Wenn ich das Bild vom Weinstock zu lange betrachte, könnte ich mich glatt im Anspruch verlieren. Zum Glück sagt Jesus noch mehr und hält mich auf. Als würde er „Halt!“ sagen, ruhig und bestimmt. Wie wenn jemand die Hand auf deine Schulter legt, damit du spürst, dass da noch jemand ist: Wer in mir bleibt und ich in ihm, der bringt viel Frucht; denn ohne mich könnt ihr nichts tun. Er lenkt meinen Blick nach innen. Weg von dem, was ich meine, leisten zu müssen. Und wer ich meine, werden zu müssen. Hin zu dem, was ich schon bin. Verbunden mit Jesus. Wie Reben am Weinstock. Frucht bringen sie durch die natürliche Verbindung wie von selbst. Ich muss nur bleiben. Mehr nicht.

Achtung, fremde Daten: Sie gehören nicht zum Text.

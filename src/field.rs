use std::marker::PhantomData;
use rayon::prelude::*;
use crate::error::{Error, Result};
use crate::layout::{Dim, Ptr, StridedLayout};
use crate::location::Location;




/**
 * A field is a mapping from the elements of one mesh location (and possibly
 * additional dimensions, like the vertical level or a neighbor slot) to
 * values. The mapping is backed by a flat buffer addressed through a
 * `StridedLayout`. The buffer may be owned by the field (`Vec<T>`, the
 * default), or be a view over memory owned by the caller (`&[T]` or
 * `&mut [T]`); all of these satisfy the same access contract.
 *
 * The primary location of the field is the location of its first location
 * dimension. Fields constructed by the helpers below are laid out
 * location-major, `[location, k]`, so that the values of one element form a
 * contiguous block.
 */
#[derive(Clone, Debug, serde::Serialize)]
#[serde(bound(serialize = "S: serde::Serialize"))]
pub struct Field<T, S = Vec<T>> {
    location: Location,
    layout: StridedLayout,
    data: S,
    #[serde(skip)]
    marker: PhantomData<T>,
}

pub type FieldView<'a, T> = Field<T, &'a [T]>;
pub type FieldViewMut<'a, T> = Field<T, &'a mut [T]>;




// ============================================================================
impl<T: Clone> Field<T> {


    /**
     * Generate a field over `size` elements of a location and `num_levels`
     * vertical levels, with every value set to `value`.
     */
    pub fn filled(location: Location, size: usize, num_levels: usize, value: T) -> Self {
        let layout = Self::default_layout(location, size, num_levels);
        let data = vec![value; layout.required_len()];
        Self { location, layout, data, marker: PhantomData }
    }


    /**
     * Generate a field with an arbitrary layout, with every value set to
     * `value`. The layout must have a dimension for the given location.
     */
    pub fn with_layout(location: Location, layout: StridedLayout, value: T) -> Result<Self> {
        layout.stride(location.into())?;
        let data = vec![value; layout.required_len()];
        Ok(Self { location, layout, data, marker: PhantomData })
    }


    /**
     * Generate a field with values defined from a closure of the element
     * index and the vertical level.
     */
    pub fn from_function<F>(location: Location, size: usize, num_levels: usize, f: F) -> Self
    where
        F: Fn(usize, usize) -> T
    {
        let layout = Self::default_layout(location, size, num_levels);
        let data = (0..size)
            .flat_map(|i| (0..num_levels).map(move |k| (i, k)))
            .map(|(i, k)| f(i, k))
            .collect();
        Self { location, layout, data, marker: PhantomData }
    }


    /**
     * Wrap one value per element, with no vertical dimension. Kernels use
     * the single value of such a field on every level.
     */
    pub fn from_elements(location: Location, data: Vec<T>) -> Self {
        let layout = StridedLayout::row_major(&[(location.into(), data.len())]);
        Self { location, layout, data, marker: PhantomData }
    }


    /**
     * Wrap an owned buffer. The buffer must be long enough for the layout.
     */
    pub fn from_vec(location: Location, layout: StridedLayout, data: Vec<T>) -> Result<Self> {
        validate(location, &layout, data.len())?;
        Ok(Self { location, layout, data, marker: PhantomData })
    }


    /**
     * Consume the field, returning its backing buffer.
     */
    pub fn into_vec(self) -> Vec<T> {
        self.data
    }

    fn default_layout(location: Location, size: usize, num_levels: usize) -> StridedLayout {
        StridedLayout::row_major(&[(location.into(), size), (Dim::K, num_levels)])
    }
}

impl<T: Clone + Default> Field<T> {
    pub fn zeros(location: Location, size: usize, num_levels: usize) -> Self {
        Self::filled(location, size, num_levels, T::default())
    }
}




// ============================================================================
impl<'a, T> Field<T, &'a [T]> {


    /**
     * Create a read-only view over caller-owned memory.
     */
    pub fn from_slice(location: Location, layout: StridedLayout, data: &'a [T]) -> Result<Self> {
        validate(location, &layout, data.len())?;
        Ok(Self { location, layout, data, marker: PhantomData })
    }
}

impl<'a, T> Field<T, &'a mut [T]> {


    /**
     * Create a writable view over caller-owned memory.
     */
    pub fn from_slice_mut(location: Location, layout: StridedLayout, data: &'a mut [T]) -> Result<Self> {
        validate(location, &layout, data.len())?;
        Ok(Self { location, layout, data, marker: PhantomData })
    }
}




// ============================================================================
impl<T, S> Field<T, S>
where
    S: AsRef<[T]>,
{


    /**
     * Return the primary location of this field.
     */
    pub fn location(&self) -> Location {
        self.location
    }


    /**
     * Return the layout of the backing buffer.
     */
    pub fn layout(&self) -> &StridedLayout {
        &self.layout
    }


    /**
     * Return the number of elements of the primary location.
     */
    pub fn size(&self) -> usize {
        self.layout.upper_bound_or_one(self.location.into())
    }


    /**
     * Return the number of vertical levels (one if the field has no vertical
     * dimension).
     */
    pub fn num_levels(&self) -> usize {
        self.layout.upper_bound_or_one(Dim::K)
    }


    /**
     * Return the whole backing buffer, including any positions the layout
     * does not address.
     */
    pub fn data(&self) -> &[T] {
        self.data.as_ref()
    }


    /**
     * Return the value at a position.
     */
    pub fn get(&self, ptr: Ptr) -> &T {
        &self.data.as_ref()[ptr.0]
    }


    /**
     * Return the value for the given element and vertical level.
     */
    pub fn at(&self, element: usize, level: usize) -> &T {
        self.get(self.position(element, level))
    }


    /**
     * Fail with an invalid-location error unless this field is defined over
     * the given location.
     */
    pub fn expect_location(&self, expected: Location) -> Result<()> {
        if self.location == expected {
            Ok(())
        } else {
            Err(Error::InvalidLocation { expected, found: self.location })
        }
    }


    /**
     * Return a read-only view of this field.
     */
    pub fn as_view(&self) -> FieldView<'_, T> {
        Field {
            location: self.location,
            layout: self.layout.clone(),
            data: self.data.as_ref(),
            marker: PhantomData,
        }
    }


    /**
     * Return an iterator over the values addressed by the layout, in layout
     * order.
     */
    pub fn iter(&self) -> impl Iterator<Item = &T> + '_ {
        let data = self.data.as_ref();
        self.layout.iter().map(move |ptr| &data[ptr.0])
    }


    /**
     * Fail unless the positions of each element form a block lying strictly
     * before the block of the next element. Returns the block length.
     */
    pub fn check_blocked(&self) -> Result<usize> {
        let primary = Dim::Location(self.location);
        let stride = self.layout.stride(primary)?;
        let span: usize = self.layout
            .dims()
            .filter(|&dim| dim != primary)
            .map(|dim| {
                let upper = self.layout.upper_bound_or_one(dim);
                self.layout.stride_or_zero(dim) * upper.saturating_sub(1)
            })
            .sum();

        if self.size() > 1 && span >= stride {
            return Err(Error::NonBlockedLayout(self.location))
        }
        Ok(stride.max(span + 1))
    }

    fn position(&self, element: usize, level: usize) -> Ptr {
        let stride = self.layout.stride_or_zero(self.location.into());
        let kstride = self.layout.stride_or_zero(Dim::K);
        if element >= self.size() || level >= self.num_levels() {
            panic!("index ({} {}) out of range on {} field ({} elements, {} levels)",
                element,
                level,
                self.location,
                self.size(),
                self.num_levels());
        }
        Ptr(self.layout.origin().0 + element * stride + level * kstride)
    }
}




// ============================================================================
impl<T, S> Field<T, S>
where
    S: AsRef<[T]> + AsMut<[T]>,
{
    pub fn data_mut(&mut self) -> &mut [T] {
        self.data.as_mut()
    }

    pub fn get_mut(&mut self, ptr: Ptr) -> &mut T {
        &mut self.data.as_mut()[ptr.0]
    }

    pub fn at_mut(&mut self, element: usize, level: usize) -> &mut T {
        let ptr = self.position(element, level);
        self.get_mut(ptr)
    }


    /**
     * Return a writable view of this field.
     */
    pub fn as_view_mut(&mut self) -> FieldViewMut<'_, T> {
        Field {
            location: self.location,
            layout: self.layout.clone(),
            data: self.data.as_mut(),
            marker: PhantomData,
        }
    }


    /**
     * Return a parallel iterator over disjoint per-element blocks of the
     * buffer. Block `i` starts at the position of element `i`, level zero;
     * the value at level `k` is found at `k * stride(K)` within the block.
     * This requires that all positions of one element lie strictly before
     * the positions of the next one, which holds for location-major layouts
     * but not, for example, for a column-major layout with several levels.
     */
    pub fn par_blocks_mut(&mut self) -> Result<impl IndexedParallelIterator<Item = &mut [T]> + '_>
    where
        T: Send,
    {
        let block = self.check_blocked()?;
        let size = self.size();
        let origin = self.layout.origin().0;
        Ok(self.data.as_mut()[origin..].par_chunks_mut(block).take(size))
    }
}




// ============================================================================
fn validate(location: Location, layout: &StridedLayout, len: usize) -> Result<()> {
    layout.stride(location.into())?;

    if layout.required_len() > len {
        return Err(Error::ShapeMismatch {
            what: "field buffer length",
            expected: layout.required_len(),
            found: len,
        })
    }
    Ok(())
}
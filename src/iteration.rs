use core::fmt::Debug;
use core::iter::{Product, Sum};
use core::ops::Range;
use crate::composite::{Axis, Composite, Cursor};
use crate::connectivity::{Neighbor, NeighborRow};
use crate::error::{Error, Result};
use crate::field::Field;
use crate::layout::{Dim, Ptr};
use crate::location::Location;




/**
 * Invoke `body` once for each element in `range` along the composite's
 * primary location, in ascending order, with a cursor positioned at that
 * element. The cursor starts at `range.start` and advances by one primary
 * stride between invocations. Fails if the range is not contained in the
 * composite.
 */
pub fn for_each_element<K, const N: usize, F>(composite: &Composite<K, N>, range: Range<usize>, mut body: F) -> Result<()>
where
    K: Copy + Eq + Debug,
    F: FnMut(usize, Cursor<'_, K, N>),
{
    if range.start > range.end {
        return Err(Error::ShapeMismatch {
            what: "iteration range",
            expected: range.end,
            found: range.start,
        })
    }
    composite.check_size(range.end)?;

    let mut cursor = composite.at(range.start);

    for i in range {
        body(i, cursor);
        cursor.shift(Axis::Primary, 1);
    }
    Ok(())
}




/**
 * Invoke `f` for each occupied slot of a neighbor row, in slot order. Slots
 * holding the skip value are passed over, so padding never reaches `f`.
 */
pub fn for_each_neighbor<F>(row: &NeighborRow, mut f: F)
where
    F: FnMut(Neighbor),
{
    for (_, neighbor) in row.valid() {
        f(neighbor)
    }
}




/**
 * Addressing of a field from neighbor indexes found in a connectivity table.
 * Built once per traversal from the field's layout; the field itself is
 * passed to each read, so the same access may serve several fields with the
 * same layout.
 */
#[derive(Clone, Copy, Debug)]
pub struct IndirectAccess {
    origin: Ptr,
    stride: usize,
    level_stride: usize,
    size: usize,
}




// ============================================================================
impl IndirectAccess {


    /**
     * Create an access for a field, which must be defined over `location`
     * (the target location of the connectivity the indexes come from).
     */
    pub fn new<T, S>(field: &Field<T, S>, location: Location) -> Result<Self>
    where
        S: AsRef<[T]>,
    {
        field.expect_location(location)?;
        let layout = field.layout();
        Ok(Self {
            origin: layout.origin(),
            stride: layout.stride(location.into())?,
            level_stride: layout.stride_or_zero(Dim::K),
            size: field.size(),
        })
    }


    /**
     * Return the position of the value of neighbor `index` at level zero.
     * The index must not be the skip value; callers check for it first.
     */
    pub fn ptr(&self, index: i32) -> Ptr {
        self.ptr_at_level(index, 0)
    }

    pub fn ptr_at_level(&self, index: i32, level: usize) -> Ptr {
        assert!(index >= 0 && (index as usize) < self.size,
            "indirect access at {} outside of 0..{}", index, self.size);
        Ptr(self.origin.0 + self.stride * index as usize + self.level_stride * level)
    }

    pub fn read<'a, T, S>(&self, field: &'a Field<T, S>, index: i32, level: usize) -> &'a T
    where
        S: AsRef<[T]>,
    {
        field.get(self.ptr_at_level(index, level))
    }
}




/**
 * Fold over the occupied slots of a neighbor row.
 */
pub fn fold_neighbors<A, F>(row: &NeighborRow, init: A, f: F) -> A
where
    F: FnMut(A, Neighbor) -> A,
{
    row.valid().map(|(_, n)| n).fold(init, f)
}

pub fn sum_neighbors<T, F>(row: &NeighborRow, f: F) -> T
where
    T: Sum,
    F: FnMut(Neighbor) -> T,
{
    row.valid().map(|(_, n)| n).map(f).sum()
}

pub fn product_neighbors<T, F>(row: &NeighborRow, f: F) -> T
where
    T: Product,
    F: FnMut(Neighbor) -> T,
{
    row.valid().map(|(_, n)| n).map(f).product()
}


/// Smallest value of `f` over the occupied slots, or `None` for an empty row.
pub fn min_neighbors<T, F>(row: &NeighborRow, mut f: F) -> Option<T>
where
    T: PartialOrd,
    F: FnMut(Neighbor) -> T,
{
    fold_neighbors(row, None, |acc: Option<T>, n| {
        let x = f(n);
        match acc {
            Some(a) if a <= x => Some(a),
            _ => Some(x),
        }
    })
}


/// Largest value of `f` over the occupied slots, or `None` for an empty row.
pub fn max_neighbors<T, F>(row: &NeighborRow, mut f: F) -> Option<T>
where
    T: PartialOrd,
    F: FnMut(Neighbor) -> T,
{
    fold_neighbors(row, None, |acc: Option<T>, n| {
        let x = f(n);
        match acc {
            Some(a) if a >= x => Some(a),
            _ => Some(x),
        }
    })
}
// ============================================================================
impl Connectivity {


    /**
     * The trivial connectivity of a location to its own index space.
     */
    pub fn primary(location: Location, size: usize) -> Self {
        let layout = StridedLayout::new(0, &[
            (location.into(), 1, size),
            (Dim::Neighbor, 0, 1),
        ]);
        Self {
            from: location,
            to: location,
            size,
            max_neighbors: 1,
            target_size: size,
            table: NeighborTable::Primary(layout),
        }
    }


    /**
     * Build a padded table from a raw source. Up to `max_neighbors` entries
     * of each row are copied; longer rows are truncated, shorter rows padded
     * with `SKIP_VALUE`. The source's missing marker becomes `SKIP_VALUE`.
     * Any other entry outside `0..target_size` aborts construction.
     */
    pub fn build<S>(source: &S, from: Location, to: Location, target_size: usize, max_neighbors: usize) -> Result<Self>
    where
        S: NeighborSource + ?Sized,
    {
        let size = source.rows();
        let missing = source.missing_value();

        let data = table_data(size, max_neighbors, |row, col| {
            if col >= source.cols(row) {
                return Ok(SKIP_VALUE)
            }
            let index = source.value(row, col);
            if index == missing {
                return Ok(SKIP_VALUE)
            }
            check_index(from, to, row, col, index, target_size)
        })?;

        warn_truncated(source, from, to, max_neighbors);
        let table = NeighborTable::Jagged(Field::from_vec(from, table_layout(from, size, max_neighbors), data)?);
        debug!("built {}->{} connectivity ({} x {})", from, to, size, max_neighbors);
        Ok(Self { from, to, size, max_neighbors, target_size, table })
    }


    /**
     * Build a fixed-degree table from a raw source. Every row must provide
     * at least `max_neighbors` valid entries; a short row or a missing
     * marker is a construction error. Longer rows are truncated, as in
     * `build`.
     */
    pub fn dense<S>(source: &S, from: Location, to: Location, target_size: usize, max_neighbors: usize) -> Result<Self>
    where
        S: NeighborSource + ?Sized,
    {
        let size = source.rows();
        let missing = source.missing_value();

        let data = table_data(size, max_neighbors, |row, col| {
            if col >= source.cols(row) || source.value(row, col) == missing {
                return Err(Error::MissingNeighbor { from, to, row, col })
            }
            check_index(from, to, row, col, source.value(row, col), target_size)
        })?;

        warn_truncated(source, from, to, max_neighbors);
        let table = NeighborTable::Dense(Field::from_vec(from, table_layout(from, size, max_neighbors), data)?);
        debug!("built dense {}->{} connectivity ({} x {})", from, to, size, max_neighbors);
        Ok(Self { from, to, size, max_neighbors, target_size, table })
    }


    /**
     * Build a signed table from explicit rows of neighbors. Rows longer than
     * `max_neighbors` are a construction error here, since dropping an
     * oriented neighbor would silently change a reduction.
     */
    pub fn from_neighbors(
        rows: &[Vec<Neighbor>],
        from: Location,
        to: Location,
        target_size: usize,
        max_neighbors: usize,
    ) -> Result<Self> {
        let size = rows.len();

        if let Some(widest) = rows.iter().map(Vec::len).max().filter(|&w| w > max_neighbors) {
            return Err(Error::ShapeMismatch {
                what: "signed neighbor count",
                expected: max_neighbors,
                found: widest,
            })
        }
        let data = table_data(size, max_neighbors, |row, col| {
            match rows[row].get(col) {
                None => Ok(Neighbor::SKIP),
                Some(n) if n.is_skip() => Ok(Neighbor::SKIP),
                Some(n) => check_index(from, to, row, col, n.index, target_size).map(|i| Neighbor::signed(i, n.sign)),
            }
        })?;

        let table = NeighborTable::Signed(Field::from_vec(from, table_layout(from, size, max_neighbors), data)?);
        debug!("built signed {}->{} connectivity ({} x {})", from, to, size, max_neighbors);
        Ok(Self { from, to, size, max_neighbors, target_size, table })
    }


    /**
     * Return a signed copy of this connectivity, with the sign of each
     * valid slot given by `sign(row, slot, index)`.
     */
    pub fn with_signs<F>(&self, sign: F) -> Result<Self>
    where
        F: Fn(usize, usize, i32) -> i8,
    {
        let rows: Vec<Vec<Neighbor>> = (0..self.size)
            .map(|row| {
                self.row(row)
                    .slots()
                    .enumerate()
                    .map(|(slot, n)| if n.is_skip() { n } else { Neighbor::signed(n.index, sign(row, slot, n.index)) })
                    .collect()
            })
            .collect();
        Self::from_neighbors(&rows, self.from, self.to, self.target_size, self.max_neighbors)
    }


    /**
     * Derive the inverse (`to -> from`) connectivity. Each target row lists
     * the source elements referring to it in ascending source order, with
     * multiplicity. Rows are padded to `max_neighbors`, or to the widest
     * row if `None`.
     */
    pub fn inverse(&self, max_neighbors: Option<usize>) -> Result<Self> {
        let buckets = self.buckets(|_, _| 1);
        let width = bucket_width(&buckets, max_neighbors)?;
        let rows: Vec<Vec<i32>> = buckets
            .into_iter()
            .map(|bucket| bucket.into_iter().map(|n| n.index).collect())
            .collect();
        debug!("derived {}->{} as inverse of {}->{}", self.to, self.from, self.from, self.to);
        Self::build(&rows[..], self.to, self.from, self.size, width)
    }


    /**
     * Derive the signed inverse of a two-endpoint relation such as
     * `edge -> vertex`. A target gets sign +1 relative to a source if it is
     * the source's first endpoint, or if `is_pole(source)` holds, and -1
     * otherwise.
     */
    pub fn oriented_inverse<P>(&self, max_neighbors: Option<usize>, is_pole: P) -> Result<Self>
    where
        P: Fn(usize) -> bool,
    {
        let buckets = self.buckets(|source, index| {
            let first = self.row(source).slot(0).index;
            if index == first || is_pole(source) { 1 } else { -1 }
        });
        let width = bucket_width(&buckets, max_neighbors)?;
        debug!("derived oriented {}->{} from {}->{}", self.to, self.from, self.from, self.to);
        Self::from_neighbors(&buckets, self.to, self.from, self.size, width)
    }


    /**
     * Compose this `from -> mid` connectivity with a `mid -> to` one. Each
     * row of the result holds the distinct targets reachable in two steps,
     * in ascending order.
     */
    pub fn compose(&self, other: &Connectivity, max_neighbors: Option<usize>) -> Result<Self> {
        if self.to != other.from {
            return Err(Error::InvalidLocation { expected: self.to, found: other.from })
        }
        let rows: Vec<Vec<i32>> = (0..self.size)
            .map(|row| {
                let mut targets: Vec<i32> = self
                    .neighbors(row)
                    .flat_map(|mid| other.neighbors(mid.index as usize))
                    .map(|n| n.index)
                    .collect();
                targets.sort_unstable();
                targets.dedup();
                targets
            })
            .collect();

        let widest = rows.iter().map(Vec::len).max().unwrap_or(0);
        let width = match max_neighbors {
            Some(max) if widest > max => {
                return Err(Error::ShapeMismatch { what: "composed neighbor count", expected: max, found: widest })
            }
            Some(max) => max,
            None => widest,
        };
        debug!("composed {}->{}->{}", self.from, self.to, other.to);
        Self::build(&rows[..], self.from, other.to, other.target_size, width)
    }

    pub fn from(&self) -> Location {
        self.from
    }

    pub fn to(&self) -> Location {
        self.to
    }

    /// Number of source elements (rows).
    pub fn size(&self) -> usize {
        self.size
    }

    /// Number of slots in every row.
    pub fn max_neighbors(&self) -> usize {
        self.max_neighbors
    }

    pub fn skip_value(&self) -> i32 {
        SKIP_VALUE
    }

    /// Number of target elements; every valid index is below this.
    pub fn target_size(&self) -> usize {
        self.target_size
    }

    pub fn neighbor_table(&self) -> &NeighborTable {
        &self.table
    }

    pub fn layout(&self) -> &StridedLayout {
        self.table.layout()
    }

    pub fn has_skip_values(&self) -> bool {
        self.table.has_skip_values()
    }


    /**
     * Return the row of the given source element.
     */
    pub fn row(&self, element: usize) -> NeighborRow<'_> {
        assert!(element < self.size, "element {} out of range on {}->{} connectivity of size {}",
            element, self.from, self.to, self.size);
        let stride = self.layout().stride_or_zero(self.from.into());
        self.row_at(shifted(self.layout().origin(), stride, element as i64))
    }


    /**
     * Return the row starting at a position of the table, e.g. the position
     * held by a composite cursor.
     */
    pub fn row_at(&self, start: Ptr) -> NeighborRow<'_> {
        NeighborRow {
            table: &self.table,
            start,
            stride: self.layout().stride_or_zero(Dim::Neighbor),
            width: self.max_neighbors,
        }
    }


    /**
     * Return an iterator over the valid neighbors of a source element, in
     * slot order.
     */
    pub fn neighbors(&self, element: usize) -> impl Iterator<Item = Neighbor> + '_ {
        self.row(element).valid().map(|(_, n)| n)
    }

    fn buckets<F>(&self, sign: F) -> Vec<Vec<Neighbor>>
    where
        F: Fn(usize, i32) -> i8,
    {
        let mut buckets = vec![Vec::new(); self.target_size];

        for source in 0..self.size {
            for n in self.neighbors(source) {
                buckets[n.index as usize].push(Neighbor::signed(source as i32, sign(source, n.index)));
            }
        }
        buckets
    }
}
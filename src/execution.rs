use log::debug;
use crate::error::{Error, Result};




/**
 * How a kernel is executed: on the calling thread, or data-parallel over
 * the elements of each phase. A parallel execution with a thread count runs
 * inside a dedicated Rayon pool of that size; without one it uses the
 * global pool.
 */
#[derive(Clone, Copy, Debug, PartialEq, Eq, Default, serde::Serialize, serde::Deserialize)]
pub enum Execution {
    #[default]
    Sequential,
    Parallel {
        num_threads: Option<usize>,
    },
}




// ============================================================================
impl Execution {

    pub fn parallel() -> Self {
        Execution::Parallel { num_threads: None }
    }

    pub fn with_threads(num_threads: usize) -> Self {
        Execution::Parallel { num_threads: Some(num_threads) }
    }

    pub fn is_parallel(&self) -> bool {
        matches!(self, Execution::Parallel { .. })
    }


    /**
     * Run a closure in the thread pool this execution calls for. Sequential
     * executions, and parallel ones without a thread count, run it on the
     * calling thread.
     */
    pub fn install<R, F>(&self, f: F) -> Result<R>
    where
        R: Send,
        F: FnOnce() -> R + Send,
    {
        match self {
            Execution::Parallel { num_threads: Some(num_threads) } => {
                let pool = rayon::ThreadPoolBuilder::new()
                    .num_threads(*num_threads)
                    .build()
                    .map_err(|e| Error::ThreadPool(e.to_string()))?;
                debug!("installed rayon pool with {} threads", pool.current_num_threads());
                Ok(pool.install(f))
            }
            _ => Ok(f()),
        }
    }
}
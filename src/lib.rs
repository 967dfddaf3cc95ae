//! Ustencil is a small library for writing stencil kernels on unstructured
//! meshes. A mesh is described by the neighbor relations between its
//! locations (vertices, edges and cells), stored as padded, fixed-width
//! tables. Values live in strided fields over those locations, which may own
//! their storage or view memory owned by the caller. Kernels traverse the
//! elements of one location, gather values from neighbors through the
//! tables, and reduce them.
//!
//! The reference kernel is the finite-volume nabla (gradient) operator,
//! computed in two phases: an edge phase, which averages a vertex field over
//! the endpoints of each edge, and a vertex phase, which sums the
//! sign-weighted edge values around each vertex. Both phases run either
//! sequentially or data-parallel on Rayon.

pub mod composite;
pub mod connectivity;
pub mod error;
pub mod execution;
pub mod field;
pub mod iteration;
pub mod layout;
pub mod location;
pub mod mesh;
pub mod nabla;
pub mod structured;

pub use error::{Error, Result};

Geblieben ist auch der Vers in meiner Bibel, immer noch farbig. Inzwischen bin ich Mitte dreißig und würde ihn immer wieder markieren. Denn er erinnert mich daran, dass Jesus „Halt!“ sagt. Manchmal so: Halte dich zurück. Manchmal so: Halte inne. Und ganz oft so: Ich bin dein Halt. Im Leben und im Sterben. Im Glauben und Zweifeln, in Krankheit und Gesundheit, wenn du die ganze Welt umarmen möchtest und wenn sonst niemand da ist, den du umarmen kannst. Ich halte dich schon fest.